Title VI and Education

Title VI of the Civil Rights Act of 1964 provides that no person in the United States shall, on the grounds of race, color, or national origin, be excluded from participation in, be denied the benefits of, or be otherwise subjected to discrimination under any program or activity receiving Federal financial assistance from the Department of Education. Failure to follow these regulations can result in civil suit against the school districts and their officers.

Under the regulations implementing Title VI (34 C.F.R. Part 100), specific discriminatory actions prohibited under Title VI in federally funded programs or activities include:

  • denying an individual any service, financial aid, or other benefit provided under the program;
  • providing any service, financial aid, or other benefit to an individual which is different, or is provided in a different manner, form that provided to others in the program;
  • subjecting an individual to segregation or separate treatment in any matter related to his receipt of any service, financial aid, or other benefit under the program;
  • restricting an individual in any way in the enjoyment of any advantage or privilege enjoyed by others receiving any service, financial aid, or other benefit under the program;
  • treating an individual differently from others in determining whether he satisfies any admission, enrollment, quota, eligibility, membership or other requirement or condition which individuals must meet in order to be provided with any service, financial aid, or other benefit under the program;
  • denying an individual an opportunity to participate in the program through the provision of services or otherwise afford him an opportunity to do so which is different from that afforded others under the program; and
  • denying a person the opportunity to participate as a member of a planning or advisory body which is an integral part of the program.

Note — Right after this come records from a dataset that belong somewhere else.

// /////////////////////////////////////////////////////////////////////////////
// vSphere Migrator
// Copyright (c) 2025 Michael Gardner, A Bit of Help, Inc.
// SPDX-License-Identifier: BSD-3-Clause
// See LICENSE file in the project root.
// /////////////////////////////////////////////////////////////////////////////

//! Scales every workload mounting the PVC to zero, recording enough to
//! restore them later, and waits for their pods to actually terminate
//! before the PVC can be safely deleted.

use migrator_domain::entities::{PvMigrationState, ScaledWorkload};
use migrator_domain::error::MigrationError;
use migrator_domain::value_objects::{PvMigrationStatus, WorkloadKind, WorkloadType};
use migrator_domain::PhaseContext;
use std::time::Duration;

const POD_TERMINATION_TIMEOUT: Duration = Duration::from_secs(5 * 60);
const POLL_INTERVAL: Duration = Duration::from_secs(5);

fn workload_type_of(kinds: &[WorkloadKind]) -> WorkloadType {
    if kinds.contains(&WorkloadKind::StatefulSet) {
        WorkloadType::StatefulSet
    } else if kinds.contains(&WorkloadKind::Deployment) {
        WorkloadType::Deployment
    } else if kinds.contains(&WorkloadKind::ReplicaSet) {
        WorkloadType::ReplicaSet
    } else {
        WorkloadType::Other
    }
}

pub async fn run(ctx: &PhaseContext, pv: &mut PvMigrationState) -> Result<(), MigrationError> {
    let workloads = ctx.cluster.workloads_mounting_pvc(&pv.pvc_name, &pv.pvc_namespace).await?;

    pv.workload_type = workload_type_of(&workloads.iter().map(|w| w.kind).collect::<Vec<_>>());

    for workload in &workloads {
        pv.scaled_down_resources.push(ScaledWorkload {
            kind: match workload.kind {
                WorkloadKind::Deployment => WorkloadType::Deployment,
                WorkloadKind::StatefulSet => WorkloadType::StatefulSet,
                WorkloadKind::ReplicaSet => WorkloadType::ReplicaSet,
            },
            name: workload.name.clone(),
            namespace: workload.namespace.clone(),
            original_replicas: workload.replicas,
        });
        ctx.cluster.scale_workload(workload, 0).await?;
    }

    if pv.workload_type != WorkloadType::StatefulSet {
        let spec_base64 = ctx.cluster.get_pvc_spec_base64(&pv.pvc_name, &pv.pvc_namespace).await?;
        pv.pvc_spec_base64 = Some(spec_base64);
    }

    let deadline = POD_TERMINATION_TIMEOUT;
    let mut waited = Duration::ZERO;
    loop {
        if ctx.cluster.pods_for_pvc_terminated(&pv.pvc_name, &pv.pvc_namespace).await? {
            break;
        }
        if waited >= deadline {
            return Err(MigrationError::transient(format!("pods mounting PVC {} did not terminate within {:?}", pv.pvc_name, deadline)));
        }
        tokio::time::sleep(POLL_INTERVAL).await;
        waited += POLL_INTERVAL;
    }

    pv.transition(PvMigrationStatus::Quiesced, format!("scaled down {} workload(s)", workloads.len())).map_err(MigrationError::resource)
}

Title VI also has been interpreted to require that school districts receiving federal financial assistance must provide alternative language services for limited English proficient students enrolled in the district to enable them to participate effectively in the regular instructional program.

At the elementary and secondary level, potential Title VI issues include:

  • inappropriate use of assessment instruments for placement of minority students in classes and programs;
  • failure to identify and provide alternative language services to students who are limited English proficient;
  • disproportionate overrepresentation of minority students in special education classes or programs;
  • underinclusion of minority students in gifted and talented education programs;
  • ability grouping or tracking that results in racially segregated classes;
  • racial harassment of students, and;
  • differential treatment on the basis of race, color, or national origin in the application of disciplinary sanctions.

At the postsecondary level, issues include:

  • discrimination in the recruitment, admission, or treatment of students by colleges and universities; and
  • failure to eliminate the vestiges of formerly segregated systems of higher education.

School districts should be mindful of their obligations under Title VI since liability for failing to ensure that students belonging to minority groups have equal access and receive equal treatment when compared to other children in the district.